The district's two high schools are John F. Kennedy High School in the east and Thomas Jefferson High School in the west. The determining boundary for high school attendance runs near the center of Bloomington on France and Xerxes Avenues, though both schools have open enrollment.

Bloomington's third high school, Abraham Lincoln High School (originally Bloomington High School), closed in 1982 and was sold to the Control Data Corporation in the mid-1980s. Bloomington Stadium, next to the former high school, is still used by both Kennedy High School and Jefferson High School for football, lacrosse, and soccer games.

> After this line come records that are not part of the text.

#[cfg(test)]
mod tests {
    use super::*;
    use std::collections::BTreeMap;
    use std::net::Ipv4Addr;

    fn test_instance(deployment_id: &str, job: &str, index: u32) -> InstanceRecord {
        InstanceRecord {
            deployment_id: deployment_id.to_string(),
            job: job.to_string(),
            index,
            vm_cid: Some(format!("vm-{job}-{index}")),
            ips: BTreeMap::from([("default".to_string(), Ipv4Addr::new(10, 0, 0, 10 + index as u8))]),
            disk_cid: None,
            disk_size_mb: 0,
            datastore: None,
        }
    }

    fn test_release(version: &str) -> ReleaseVersionRecord {
        ReleaseVersionRecord {
            name: "cf".to_string(),
            version: version.to_string(),
            packages: vec![PackageRecord {
                name: "ruby".to_string(),
                version: "2.3".to_string(),
                sha1: "abc".to_string(),
                dependencies: vec![],
            }],
            templates: vec![TemplateRecord {
                name: "router".to_string(),
                version: "1".to_string(),
                sha1: "def".to_string(),
                packages: vec!["ruby".to_string()],
            }],
        }
    }

    // ── Deployments ────────────────────────────────────────────────

    #[test]
    fn find_or_create_is_idempotent() {
        let store = StateStore::open_in_memory().unwrap();

        let first = store.find_or_create_deployment("cf").unwrap();
        let second = store.find_or_create_deployment("cf").unwrap();

        assert_eq!(first, second);
        assert_eq!(store.list_deployments().unwrap().len(), 1);
    }

    #[test]
    fn distinct_names_get_distinct_ids() {
        let store = StateStore::open_in_memory().unwrap();

        let a = store.find_or_create_deployment("cf").unwrap();
        let b = store.find_or_create_deployment("redis").unwrap();

        assert_ne!(a.id, b.id);
        assert_eq!(store.get_deployment("redis").unwrap(), Some(b));
    }

    #[test]
    fn delete_deployment_removes_instances() {
        let store = StateStore::open_in_memory().unwrap();
        let record = store.find_or_create_deployment("cf").unwrap();
        store.put_instance(&test_instance(&record.id, "router", 0)).unwrap();

        assert!(store.delete_deployment("cf").unwrap());
        assert!(!store.delete_deployment("cf").unwrap());
        assert!(store.list_instances_for_deployment(&record.id).unwrap().is_empty());
    }

    // ── Instances ──────────────────────────────────────────────────

    #[test]
    fn instances_are_scoped_to_deployment() {
        let store = StateStore::open_in_memory().unwrap();
        store.put_instance(&test_instance("deployment-1", "router", 0)).unwrap();
        store.put_instance(&test_instance("deployment-1", "router", 1)).unwrap();
        store.put_instance(&test_instance("deployment-12", "nats", 0)).unwrap();

        let instances = store.list_instances_for_deployment("deployment-1").unwrap();
        assert_eq!(instances.len(), 2);
        assert!(instances.iter().all(|i| i.job == "router"));
    }

    #[test]
    fn instance_update_in_place() {
        let store = StateStore::open_in_memory().unwrap();
        let mut inst = test_instance("deployment-1", "router", 0);
        store.put_instance(&inst).unwrap();

        inst.vm_cid = Some("vm-replacement".to_string());
        store.put_instance(&inst).unwrap();

        let instances = store.list_instances_for_deployment("deployment-1").unwrap();
        assert_eq!(instances, vec![inst]);
    }

    // ── Stemcells and releases ─────────────────────────────────────

    #[test]
    fn stemcell_put_and_get() {
        let store = StateStore::open_in_memory().unwrap();
        let stemcell = StemcellRecord {
            name: "ubuntu-trusty".to_string(),
            version: "3421.11".to_string(),
            cid: "sc-1".to_string(),
            operating_system: "ubuntu-trusty".to_string(),
            sha1: "abc".to_string(),
        };

        store.put_stemcell(&stemcell).unwrap();

        assert_eq!(store.get_stemcell("ubuntu-trusty", "3421.11").unwrap(), Some(stemcell));
        assert!(store.get_stemcell("ubuntu-trusty", "1").unwrap().is_none());
        assert_eq!(store.list_stemcells().unwrap().len(), 1);
    }

    #[test]
    fn release_versions_listed_by_name() {
        let store = StateStore::open_in_memory().unwrap();
        store.put_release_version(&test_release("1")).unwrap();
        store.put_release_version(&test_release("2")).unwrap();

        assert_eq!(store.list_release_versions("cf").unwrap().len(), 2);
        assert!(store.list_release_versions("c").unwrap().is_empty());
        assert_eq!(store.get_release_version("cf", "2").unwrap(), Some(test_release("2")));
    }

    // ── Compiled packages and DNS ──────────────────────────────────

    #[test]
    fn compiled_package_keyed_by_fingerprint_and_stemcell() {
        let store = StateStore::open_in_memory().unwrap();
        let record = CompiledPackageRecord {
            package: "ruby".to_string(),
            fingerprint: "f00".to_string(),
            stemcell: "ubuntu/1".to_string(),
            blob_id: "blob-1".to_string(),
            sha1: "abc".to_string(),
        };
        store.put_compiled_package(&record).unwrap();

        assert_eq!(store.get_compiled_package("f00", "ubuntu/1").unwrap(), Some(record));
        assert!(store.get_compiled_package("f00", "ubuntu/2").unwrap().is_none());
    }

    #[test]
    fn dns_records_are_replaced_per_deployment() {
        let store = StateStore::open_in_memory().unwrap();
        let record = |name: &str, deployment: &str| DnsRecord {
            name: name.to_string(),
            ip: Ipv4Addr::new(10, 0, 0, 5),
            deployment: deployment.to_string(),
        };

        store
            .replace_dns_records("cf", &[record("0.router.default.cf.fleet", "cf")])
            .unwrap();
        store
            .replace_dns_records("redis", &[record("0.redis.default.redis.fleet", "redis")])
            .unwrap();
        store
            .replace_dns_records("cf", &[record("1.router.default.cf.fleet", "cf")])
            .unwrap();

        let cf = store.list_dns_records("cf").unwrap();
        assert_eq!(cf.len(), 1);
        assert_eq!(cf[0].name, "1.router.default.cf.fleet");
        assert_eq!(store.list_dns_records("redis").unwrap().len(), 1);
    }

    #[test]
    fn failed_dns_replace_leaves_previous_records() {
        let store = StateStore::open_in_memory().unwrap();
        let record = |name: &str, deployment: &str| DnsRecord {
            name: name.to_string(),
            ip: Ipv4Addr::new(10, 0, 0, 5),
            deployment: deployment.to_string(),
        };
        store
            .replace_dns_records(
                "cf",
                &[record("0.router.default.cf.fleet", "cf"), record("1.router.default.cf.fleet", "cf")],
            )
            .unwrap();

        // The second record fails after the old ones were removed and the
        // first new one was inserted; none of that may be committed.
        let err = store
            .replace_dns_records(
                "cf",
                &[record("2.router.default.cf.fleet", "cf"), record("0.redis.default.redis.fleet", "redis")],
            )
            .unwrap_err();
        assert!(matches!(err, StateError::ForeignRecord { ref owner, .. } if owner == "redis"));

        let names: Vec<String> = store
            .list_dns_records("cf")
            .unwrap()
            .into_iter()
            .map(|r| r.name)
            .collect();
        assert_eq!(names, vec!["0.router.default.cf.fleet", "1.router.default.cf.fleet"]);
        assert!(store.list_dns_records("redis").unwrap().is_empty());
    }

    #[test]
    fn unreadable_record_names_its_key() {
        let err = decode::<DnsRecord>("cf:0.router", b"not json").unwrap_err();
        assert!(err.to_string().contains("'cf:0.router'"));
    }

    // ── Persistence (on-disk) ──────────────────────────────────────

    #[test]
    fn persistence_survives_reopen() {
        let dir = tempfile::tempdir().unwrap();
        let db_path = dir.path().join("test.redb");

        let created = {
            let store = StateStore::open(&db_path).unwrap();
            store.find_or_create_deployment("cf").unwrap()
        };

        let store = StateStore::open(&db_path).unwrap();
        assert_eq!(store.find_or_create_deployment("cf").unwrap(), created);
        let next = store.find_or_create_deployment("redis").unwrap();
        assert_ne!(next.id, created.id);
    }
}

Mindquest, the nation's first online public high school, operated between 1995 and 2003 through the Bloomington Public Schools.

Private schools
 Bloomington Lutheran School is a K–8 Christian school associated with the WELS. The school is near Bloomington Ferry Road and Old Shakopee Road.
 Nativity of Mary School is on Lyndale Avenue. It is associated with the Nativity of Mary Catholic Church and community.
 Bethany Academy provides K–12 Christian Education. Just west of France Avenue on 98th Street, it is interdenominational with representation of over 60 different Christian churches.

Higher education

 Normandale Community College is a two-year college with about 18,000 full- and part-time students, founded in 1968. It is part of the Minnesota State Colleges and Universities (MnSCU) system.
 Northwestern Health Sciences University focuses on alternative health care and patient research, in the areas of chiropractic, acupuncture, oriental medicine, and massage.
 Bethany Global University is a small Christian school focused on missionary preparation.
 Rasmussen University offers more than 70 programs leading to associate degrees, bachelor's degrees, and a variety of certificates and diplomas.

Demographics

2020 census

Note: the US Census treats Hispanic/Latino as an ethnic category. This table excludes Latinos from the racial categories and assigns them to a separate category. Hispanics/Latinos can be of any race.

As of the 2005–07 American Community Survey conducted by the United States Census Bureau, White Americans made up 82.7% of Bloomington's population; of which 80.9% were non-Hispanic whites. Blacks or African Americans made up 6.6% of Bloomington's population. American Indians made up 0.3% of the city's population. Asian Americans made up 5.1% of the city's population. Pacific Islander Americans were nonexistent in the city. Individuals from some other race made up 3.9% of the city's population, of which 0.8% were non-Hispanic. Individuals from two or more races made up 1.4% of the city's population; of which 1.3% were non-Hispanic. In addition, Hispanics and Latinos made up 5.0% of Bloomington's population.

2010 census
As of the census of 2010, there were 82,893 people, 35,905 households, and 21,618 families residing in the city. The population density was . There were 37,641 housing units at an average density of . The racial makeup of the city was 79.7% White, 7.2% African American, 0.4% Native American, 5.9% Asian, 0.1% Pacific Islander, 3.7% from other races, and 3.1% from two or more races. Hispanic or Latino of any race were 6.8% of the population. East Bloomington is notably more diverse than West Bloomington.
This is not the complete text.